═══ Data to process ═══

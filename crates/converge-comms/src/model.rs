//! The per-agent reconciled world model.
//!
//! Each agent owns one [`LocalWorldModel`], created at activation and
//! mutated in place every round: the read phase merges facts decoded from
//! the channel, the derive phase folds in the agent's own sensor readings
//! and stages anything genuinely new for broadcast. Decision logic
//! consumes the model through the query methods; it never touches the
//! channel directly.
//!
//! Merge is idempotent by construction: tiles are first-write-wins
//! (terrain never changes once discovered), tracked positions are
//! latest-write-wins (objects move), sightings fold through the proximity
//! merge, and identity bindings adopt first-seen-wins.

use tracing::debug;

use converge_types::{
    Fact, GridLocation, Observations, TileState, TrackedCategory,
};

use crate::codec::TRACKED_PER_CATEGORY;
use crate::config::ProtocolConfig;
use crate::error::CommsError;
use crate::identity::{BindOutcome, IdentityMapper};
use crate::outbound::OutboundQueue;
use crate::sightings::SightingTracker;

/// Score assigned to "no known object" in distance queries, far beyond any
/// real squared distance on a 60x60 grid.
const FAR: u32 = 1_000_000;

/// Last known position of one tracked object.
#[derive(Debug, Clone, Copy, PartialEq, Eq)]
pub struct TrackedRecord {
    /// Most recently reported position.
    pub location: GridLocation,
    /// Round the position was last refreshed, locally or by broadcast.
    pub last_seen: u32,
}

/// One agent's cache of everything the swarm collectively knows.
#[derive(Debug, Clone)]
pub struct LocalWorldModel {
    width: u8,
    height: u8,
    /// Tile grid indexed `[x][y]`, initialized all-`Unknown`.
    tiles: Vec<Vec<TileState>>,
    /// Positions of every hazard tile discovered so far.
    hazards: Vec<GridLocation>,
    identities: IdentityMapper,
    own: [Option<TrackedRecord>; TRACKED_PER_CATEGORY as usize],
    foreign: [Option<TrackedRecord>; TRACKED_PER_CATEGORY as usize],
    sightings: SightingTracker,
    own_lifetime: u32,
    foreign_lifetime: u32,
    binding_warmup: u32,
}
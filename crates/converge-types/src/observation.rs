//! Per-round sensed-world payload delivered by the external round driver.
//!
//! The protocol core never senses the world itself; each round the driver
//! hands every agent an [`Observations`] snapshot of what that agent can
//! currently see. The derive phase compares it against the local world
//! model and stages facts for anything genuinely new.

use serde::{Deserialize, Serialize};

use crate::enums::{TileState, TrackedCategory};
use crate::facts::ObjectId;
use crate::location::GridLocation;

/// A tile within the agent's sensor range, with its true terrain state.
#[derive(Debug, Clone, Copy, PartialEq, Eq, Serialize, Deserialize)]
pub struct SensedTile {
    /// The tile's position.
    pub location: GridLocation,
    /// The sensed terrain state.
    pub state: TileState,
}

/// A tracked mobile object within sensor range.
#[derive(Debug, Clone, Copy, PartialEq, Eq, Serialize, Deserialize)]
pub struct SensedTracked {
    /// Which side the object belongs to.
    pub category: TrackedCategory,
    /// The arena-assigned identifier.
    pub id: ObjectId,
    /// Where the object currently is.
    pub location: GridLocation,
}

/// Everything one agent senses in one round.
#[derive(Debug, Clone, Default, PartialEq, Eq, Serialize, Deserialize)]
pub struct Observations {
    /// The sensing agent's own position.
    pub observer: GridLocation,
    /// Current round number.
    pub round: u32,
    /// Tiles in sensor range with their terrain states.
    pub tiles: Vec<SensedTile>,
    /// Positions of opponents in sensor range.
    pub opponents: Vec<GridLocation>,
    /// Tracked objects in sensor range.
    pub tracked: Vec<SensedTracked>,
}

impl Observations {
    /// An empty observation set for the given observer and round.
    pub const fn empty(observer: GridLocation, round: u32) -> Self {
        Self {
            observer,
            round,
            tiles: Vec::new(),
            opponents: Vec::new(),
            tracked: Vec::new(),
        }
    }
}

#[cfg(test)]
mod tests {
    use super::*;

    #[test]
    fn empty_has_no_readings() {
        let obs = Observations::empty(GridLocation::new(5, 5), 12);
        assert_eq!(obs.round, 12);
        assert!(obs.tiles.is_empty());
        assert!(obs.opponents.is_empty());
        assert!(obs.tracked.is_empty());
    }

    #[test]
    fn serde_roundtrip() {
        let obs = Observations {
            observer: GridLocation::new(2, 3),
            round: 7,
            tiles: vec![SensedTile {
                location: GridLocation::new(2, 4),
                state: TileState::Open,
            }],
            opponents: vec![GridLocation::new(9, 9)],
            tracked: vec![SensedTracked {
                category: TrackedCategory::Own,
                id: ObjectId(41),
                location: GridLocation::new(2, 2),
            }],
        };
        let json = serde_json::to_string(&obs).ok();
        assert!(json.is_some());
        let back: Result<Observations, _> = serde_json::from_str(json.as_deref().unwrap_or(""));
        assert_eq!(back.ok(), Some(obs));
    }
}
//! Shared type definitions for the Converge swarm protocol.
//!
//! This crate is the single source of truth for the types exchanged between
//! the protocol core (`converge-comms`) and its external collaborators: the
//! round driver that supplies sensed observations, and the decision logic
//! that consumes the reconciled world model.
//!
//! # Modules
//!
//! - [`location`] -- Grid coordinates and squared-distance math
//! - [`enums`] -- Tile states, tracked-object categories, fact classes
//! - [`facts`] -- External object identifiers and the broadcast [`Fact`] type
//! - [`observation`] -- Per-round sensed-world payload from the driver
//!
//! [`Fact`]: facts::Fact

pub mod enums;
pub mod facts;
pub mod location;
pub mod observation;

// Re-export all public types at crate root for convenience.
pub use enums::{FactClass, TileState, TrackedCategory};
pub use facts::{Fact, ObjectId};
pub use location::GridLocation;
pub use observation::{Observations, SensedTile, SensedTracked};
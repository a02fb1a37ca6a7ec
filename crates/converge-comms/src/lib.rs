//! Bounded shared-channel broadcast and reconciliation for swarm agents.
//!
//! A swarm of agents shares one 64-slot array of `u16` values. Each agent
//! takes turns in rounds; on its turn it reads the whole channel, merges
//! what peers have published into its own world model, folds in its own
//! sensor readings, and writes whatever is genuinely new into free slots.
//! Every agent converges on a shared picture of the arena without any
//! central coordinator or point-to-point messaging.
//!
//! # Round anatomy
//!
//! 1. [`CommsEndpoint::read_phase`] -- decode and merge every occupied
//!    slot, then expire tracked records past their lifetime.
//! 2. [`CommsEndpoint::derive_phase`] -- reconcile the agent's own
//!    [`Observations`] against the model; stage new facts for broadcast.
//! 3. [`CommsEndpoint::write_phase`] -- release last round's slots, then
//!    place staged facts, priority regions first.
//!
//! # Module map
//!
//! - [`channel`] -- the slot array, its region layout, and the empty sentinel
//! - [`codec`] -- fixed-radix packing of facts into `u16` values
//! - [`identity`] -- binding external identifiers to compact slot indices
//! - [`sightings`] -- decaying proximity-merged opponent sightings
//! - [`model`] -- the per-agent reconciled world model and its queries
//! - [`outbound`] -- the two-class bounded staging queue
//! - [`endpoint`] -- phase sequencing and channel slot stewardship
//! - [`config`] -- behavioral tuning knobs, loadable from YAML
//! - [`error`] -- the crate-wide error type
//!
//! [`Observations`]: converge_types::Observations

pub mod channel;
pub mod codec;
pub mod config;
pub mod endpoint;
pub mod error;
pub mod identity;
pub mod model;
pub mod outbound;
pub mod sightings;

pub use channel::{ChannelRegion, SharedChannel, CHANNEL_SLOTS, EMPTY};
pub use config::ProtocolConfig;
pub use endpoint::CommsEndpoint;
pub use error::CommsError;
pub use model::LocalWorldModel;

═══

The task: Output the records in full, exactly.

Result:
filename crates/converge-comms/src/model.rs
//! The per-agent reconciled world model.
//!
//! Each agent owns one [`LocalWorldModel`], created at activation and
//! mutated in place every round: the read phase merges facts decoded from
//! the channel, the derive phase folds in the agent's own sensor readings
//! and stages anything genuinely new for broadcast. Decision logic
//! consumes the model through the query methods; it never touches the
//! channel directly.
//!
//! Merge is idempotent by construction: tiles are first-write-wins
//! (terrain never changes once discovered), tracked positions are
//! latest-write-wins (objects move), sightings fold through the proximity
//! merge, and identity bindings adopt first-seen-wins.

use tracing::debug;

use converge_types::{
    Fact, GridLocation, Observations, TileState, TrackedCategory,
};

use crate::codec::TRACKED_PER_CATEGORY;
use crate::config::ProtocolConfig;
use crate::error::CommsError;
use crate::identity::{BindOutcome, IdentityMapper};
use crate::outbound::OutboundQueue;
use crate::sightings::SightingTracker;

/// Score assigned to "no known object" in distance queries, far beyond any
/// real squared distance on a 60x60 grid.
const FAR: u32 = 1_000_000;

/// Last known position of one tracked object.
#[derive(Debug, Clone, Copy, PartialEq, Eq)]
pub struct TrackedRecord {
    /// Most recently reported position.
    pub location: GridLocation,
    /// Round the position was last refreshed, locally or by broadcast.
    pub last_seen: u32,
}

/// One agent's cache of everything the swarm collectively knows.
#[derive(Debug, Clone)]
pub struct LocalWorldModel {
    width: u8,
    height: u8,
    /// Tile grid indexed `[x][y]`, initialized all-`Unknown`.
    tiles: Vec<Vec<TileState>>,
    /// Positions of every hazard tile discovered so far.
    hazards: Vec<GridLocation>,
    identities: IdentityMapper,
    own: [Option<TrackedRecord>; TRACKED_PER_CATEGORY as usize],
    foreign: [Option<TrackedRecord>; TRACKED_PER_CATEGORY as usize],
    sightings: SightingTracker,
    own_lifetime: u32,
    foreign_lifetime: u32,
    binding_warmup: u32,
}
filename crates/converge-types/src/observation.rs
//! Per-round sensed-world payload delivered by the external round driver.
//!
//! The protocol core never senses the world itself; each round the driver
//! hands every agent an [`Observations`] snapshot of what that agent can
//! currently see. The derive phase compares it against the local world
//! model and stages facts for anything genuinely new.

use serde::{Deserialize, Serialize};

use crate::enums::{TileState, TrackedCategory};
use crate::facts::ObjectId;
use crate::location::GridLocation;

/// A tile within the agent's sensor range, with its true terrain state.
#[derive(Debug, Clone, Copy, PartialEq, Eq, Serialize, Deserialize)]
pub struct SensedTile {
    /// The tile's position.
    pub location: GridLocation,
    /// The sensed terrain state.
    pub state: TileState,
}

/// A tracked mobile object within sensor range.
#[derive(Debug, Clone, Copy, PartialEq, Eq, Serialize, Deserialize)]
pub struct SensedTracked {
    /// Which side the object belongs to.
    pub category: TrackedCategory,
    /// The arena-assigned identifier.
    pub id: ObjectId,
    /// Where the object currently is.
    pub location: GridLocation,
}

/// Everything one agent senses in one round.
#[derive(Debug, Clone, Default, PartialEq, Eq, Serialize, Deserialize)]
pub struct Observations {
    /// The sensing agent's own position.
    pub observer: GridLocation,
    /// Current round number.
    pub round: u32,
    /// Tiles in sensor range with their terrain states.
    pub tiles: Vec<SensedTile>,
    /// Positions of opponents in sensor range.
    pub opponents: Vec<GridLocation>,
    /// Tracked objects in sensor range.
    pub tracked: Vec<SensedTracked>,
}

impl Observations {
    /// An empty observation set for the given observer and round.
    pub const fn empty(observer: GridLocation, round: u32) -> Self {
        Self {
            observer,
            round,
            tiles: Vec::new(),
            opponents: Vec::new(),
            tracked: Vec::new(),
        }
    }
}

#[cfg(test)]
mod tests {
    use super::*;

    #[test]
    fn empty_has_no_readings() {
        let obs = Observations::empty(GridLocation::new(5, 5), 12);
        assert_eq!(obs.round, 12);
        assert!(obs.tiles.is_empty());
        assert!(obs.opponents.is_empty());
        assert!(obs.tracked.is_empty());
    }

    #[test]
    fn serde_roundtrip() {
        let obs = Observations {
            observer: GridLocation::new(2, 3),
            round: 7,
            tiles: vec![SensedTile {
                location: GridLocation::new(2, 4),
                state: TileState::Open,
            }],
            opponents: vec![GridLocation::new(9, 9)],
            tracked: vec![SensedTracked {
                category: TrackedCategory::Own,
                id: ObjectId(41),
                location: GridLocation::new(2, 2),
            }],
        };
        let json = serde_json::to_string(&obs).ok();
        assert!(json.is_some());
        let back: Result<Observations, _> = serde_json::from_str(json.as_deref().unwrap_or(""));
        assert_eq!(back.ok(), Some(obs));
    }
}
//! Shared type definitions for the Converge swarm protocol.
//!
//! This crate is the single source of truth for the types exchanged between
//! the protocol core (`converge-comms`) and its external collaborators: the
//! round driver that supplies sensed observations, and the decision logic
//! that consumes the reconciled world model.
//!
//! # Modules
//!
//! - [`location`] -- Grid coordinates and squared-distance math
//! - [`enums`] -- Tile states, tracked-object categories, fact classes
//! - [`facts`] -- External object identifiers and the broadcast [`Fact`] type
//! - [`observation`] -- Per-round sensed-world payload from the driver
//!
//! [`Fact`]: facts::Fact

pub mod enums;
pub mod facts;
pub mod location;
pub mod observation;

// Re-export all public types at crate root for convenience.
pub use enums::{FactClass, TileState, TrackedCategory};
pub use facts::{Fact, ObjectId};
pub use location::GridLocation;
pub use observation::{Observations, SensedTile, SensedTracked};
repository a02fb1a37ca6a7ec
filename crates/converge-comms/src/lib.rs
//! Bounded shared-channel broadcast and reconciliation for swarm agents.
//!
//! A swarm of agents shares one 64-slot array of `u16` values. Each agent
//! takes turns in rounds; on its turn it reads the whole channel, merges
//! what peers have published into its own world model, folds in its own
//! sensor readings, and writes whatever is genuinely new into free slots.
//! Every agent converges on a shared picture of the arena without any
//! central coordinator or point-to-point messaging.
//!
//! # Round anatomy
//!
//! 1. [`CommsEndpoint::read_phase`] -- decode and merge every occupied
//!    slot, then expire tracked records past their lifetime.
//! 2. [`CommsEndpoint::derive_phase`] -- reconcile the agent's own
//!    [`Observations`] against the model; stage new facts for broadcast.
//! 3. [`CommsEndpoint::write_phase`] -- release last round's slots, then
//!    place staged facts, priority regions first.
//!
//! # Module map
//!
//! - [`channel`] -- the slot array, its region layout, and the empty sentinel
//! - [`codec`] -- fixed-radix packing of facts into `u16` values
//! - [`identity`] -- binding external identifiers to compact slot indices
//! - [`sightings`] -- decaying proximity-merged opponent sightings
//! - [`model`] -- the per-agent reconciled world model and its queries
//! - [`outbound`] -- the two-class bounded staging queue
//! - [`endpoint`] -- phase sequencing and channel slot stewardship
//! - [`config`] -- behavioral tuning knobs, loadable from YAML
//! - [`error`] -- the crate-wide error type
//!
//! [`Observations`]: converge_types::Observations

pub mod channel;
pub mod codec;
pub mod config;
pub mod endpoint;
pub mod error;
pub mod identity;
pub mod model;
pub mod outbound;
pub mod sightings;

pub use channel::{ChannelRegion, SharedChannel, CHANNEL_SLOTS, EMPTY};
pub use config::ProtocolConfig;
pub use endpoint::CommsEndpoint;
pub use error::CommsError;
pub use model::LocalWorldModel;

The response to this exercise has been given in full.